■ **TASK TO COMPLETE**
The data needs to be returned in full, exactly as it reads.

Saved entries
========

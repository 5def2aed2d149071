//! Piece commitment model.

use anyhow::{Context, Result};
use chrono::NaiveDateTime;
use diesel::prelude::*;
use serde::{Deserialize, Serialize};

use crate::models::status::{COMMP_STATUS_COMMITTED, COMMP_STATUS_FAILED};
use crate::schema::piece_commitments;

#[derive(Debug, Clone, Serialize, Deserialize, Queryable)]
#[diesel(table_name = piece_commitments)]
pub struct PieceCommitment {
    pub id: i64,
    pub cid: String,
    pub piece: String,
    pub size: i64,
    pub unpadded_piece_size: i64,
    pub padded_piece_size: i64,
    pub status: String,
    pub created_at: NaiveDateTime,
    pub updated_at: NaiveDateTime,
}

#[derive(Debug, Clone, Insertable)]
#[diesel(table_name = piece_commitments)]
pub struct NewPieceCommitment {
    pub cid: String,
    pub piece: String,
    pub size: i64,
    pub unpadded_piece_size: i64,
    pub padded_piece_size: i64,
    pub status: String,
    pub created_at: NaiveDateTime,
    pub updated_at: NaiveDateTime,
}

impl NewPieceCommitment {
    pub fn new(
        cid: &str,
        piece: &str,
        size: i64,
        unpadded_piece_size: i64,
        padded_piece_size: i64,
        status: &str,
    ) -> Self {
        let now = chrono::Utc::now().naive_utc();
        Self {
            cid: cid.to_string(),
            piece: piece.to_string(),
            size,
            unpadded_piece_size,
            padded_piece_size,
            status: status.to_string(),
            created_at: now,
            updated_at: now,
        }
    }
}

impl PieceCommitment {
    pub fn create(
        conn: &mut SqliteConnection,
        new_commitment: NewPieceCommitment,
    ) -> Result<PieceCommitment> {
        diesel::insert_into(piece_commitments::table)
            .values(&new_commitment)
            .get_result(conn)
            .context("Failed to insert piece commitment")
    }

    pub fn find_by_id(conn: &mut SqliteConnection, id: i64) -> Result<PieceCommitment> {
        piece_commitments::table
            .filter(piece_commitments::id.eq(id))
            .first(conn)
            .with_context(|| format!("Piece commitment {id} not found"))
    }

    /// Freeze the computed commitment. Once committed, the piece fields are
    /// never rewritten.
    pub fn mark_committed(conn: &mut SqliteConnection, id: i64) -> Result<()> {
        diesel::update(piece_commitments::table.filter(piece_commitments::id.eq(id)))
            .set((
                piece_commitments::status.eq(COMMP_STATUS_COMMITTED),
                piece_commitments::updated_at.eq(chrono::Utc::now().naive_utc()),
            ))
            .execute(conn)
            .with_context(|| format!("Failed to commit piece commitment {id}"))?;
        Ok(())
    }

    /// Write the computed commitment into a caller-declared `open` row and
    /// freeze it in one step.
    pub fn commit_computed(
        conn: &mut SqliteConnection,
        id: i64,
        piece: &str,
        unpadded_piece_size: i64,
        padded_piece_size: i64,
    ) -> Result<()> {
        diesel::update(piece_commitments::table.filter(piece_commitments::id.eq(id)))
            .set((
                piece_commitments::piece.eq(piece),
                piece_commitments::unpadded_piece_size.eq(unpadded_piece_size),
                piece_commitments::padded_piece_size.eq(padded_piece_size),
                piece_commitments::status.eq(COMMP_STATUS_COMMITTED),
                piece_commitments::updated_at.eq(chrono::Utc::now().naive_utc()),
            ))
            .execute(conn)
            .with_context(|| format!("Failed to store computed commitment {id}"))?;
        Ok(())
    }

    pub fn mark_failed(conn: &mut SqliteConnection, id: i64) -> Result<()> {
        diesel::update(piece_commitments::table.filter(piece_commitments::id.eq(id)))
            .set((
                piece_commitments::status.eq(COMMP_STATUS_FAILED),
                piece_commitments::updated_at.eq(chrono::Utc::now().naive_utc()),
            ))
            .execute(conn)
            .with_context(|| format!("Failed to fail piece commitment {id}"))?;
        Ok(())
    }
}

========

■ **ANSWER TO THIS EXERCISE**
repository 5def2aed2d149071
//! Piece commitment model.

use anyhow::{Context, Result};
use chrono::NaiveDateTime;
use diesel::prelude::*;
use serde::{Deserialize, Serialize};

use crate::models::status::{COMMP_STATUS_COMMITTED, COMMP_STATUS_FAILED};
use crate::schema::piece_commitments;

#[derive(Debug, Clone, Serialize, Deserialize, Queryable)]
#[diesel(table_name = piece_commitments)]
pub struct PieceCommitment {
    pub id: i64,
    pub cid: String,
    pub piece: String,
    pub size: i64,
    pub unpadded_piece_size: i64,
    pub padded_piece_size: i64,
    pub status: String,
    pub created_at: NaiveDateTime,
    pub updated_at: NaiveDateTime,
}

#[derive(Debug, Clone, Insertable)]
#[diesel(table_name = piece_commitments)]
pub struct NewPieceCommitment {
    pub cid: String,
    pub piece: String,
    pub size: i64,
    pub unpadded_piece_size: i64,
    pub padded_piece_size: i64,
    pub status: String,
    pub created_at: NaiveDateTime,
    pub updated_at: NaiveDateTime,
}

impl NewPieceCommitment {
    pub fn new(
        cid: &str,
        piece: &str,
        size: i64,
        unpadded_piece_size: i64,
        padded_piece_size: i64,
        status: &str,
    ) -> Self {
        let now = chrono::Utc::now().naive_utc();
        Self {
            cid: cid.to_string(),
            piece: piece.to_string(),
            size,
            unpadded_piece_size,
            padded_piece_size,
            status: status.to_string(),
            created_at: now,
            updated_at: now,
        }
    }
}

impl PieceCommitment {
    pub fn create(
        conn: &mut SqliteConnection,
        new_commitment: NewPieceCommitment,
    ) -> Result<PieceCommitment> {
        diesel::insert_into(piece_commitments::table)
            .values(&new_commitment)
            .get_result(conn)
            .context("Failed to insert piece commitment")
    }

    pub fn find_by_id(conn: &mut SqliteConnection, id: i64) -> Result<PieceCommitment> {
        piece_commitments::table
            .filter(piece_commitments::id.eq(id))
            .first(conn)
            .with_context(|| format!("Piece commitment {id} not found"))
    }

    /// Freeze the computed commitment. Once committed, the piece fields are
    /// never rewritten.
    pub fn mark_committed(conn: &mut SqliteConnection, id: i64) -> Result<()> {
        diesel::update(piece_commitments::table.filter(piece_commitments::id.eq(id)))
            .set((
                piece_commitments::status.eq(COMMP_STATUS_COMMITTED),
                piece_commitments::updated_at.eq(chrono::Utc::now().naive_utc()),
            ))
            .execute(conn)
            .with_context(|| format!("Failed to commit piece commitment {id}"))?;
        Ok(())
    }

    /// Write the computed commitment into a caller-declared `open` row and
    /// freeze it in one step.
    pub fn commit_computed(
        conn: &mut SqliteConnection,
        id: i64,
        piece: &str,
        unpadded_piece_size: i64,
        padded_piece_size: i64,
    ) -> Result<()> {
        diesel::update(piece_commitments::table.filter(piece_commitments::id.eq(id)))
            .set((
                piece_commitments::piece.eq(piece),
                piece_commitments::unpadded_piece_size.eq(unpadded_piece_size),
                piece_commitments::padded_piece_size.eq(padded_piece_size),
                piece_commitments::status.eq(COMMP_STATUS_COMMITTED),
                piece_commitments::updated_at.eq(chrono::Utc::now().naive_utc()),
            ))
            .execute(conn)
            .with_context(|| format!("Failed to store computed commitment {id}"))?;
        Ok(())
    }

    pub fn mark_failed(conn: &mut SqliteConnection, id: i64) -> Result<()> {
        diesel::update(piece_commitments::table.filter(piece_commitments::id.eq(id)))
            .set((
                piece_commitments::status.eq(COMMP_STATUS_FAILED),
                piece_commitments::updated_at.eq(chrono::Utc::now().naive_utc()),
            ))
            .execute(conn)
            .with_context(|| format!("Failed to fail piece commitment {id}"))?;
        Ok(())
    }
}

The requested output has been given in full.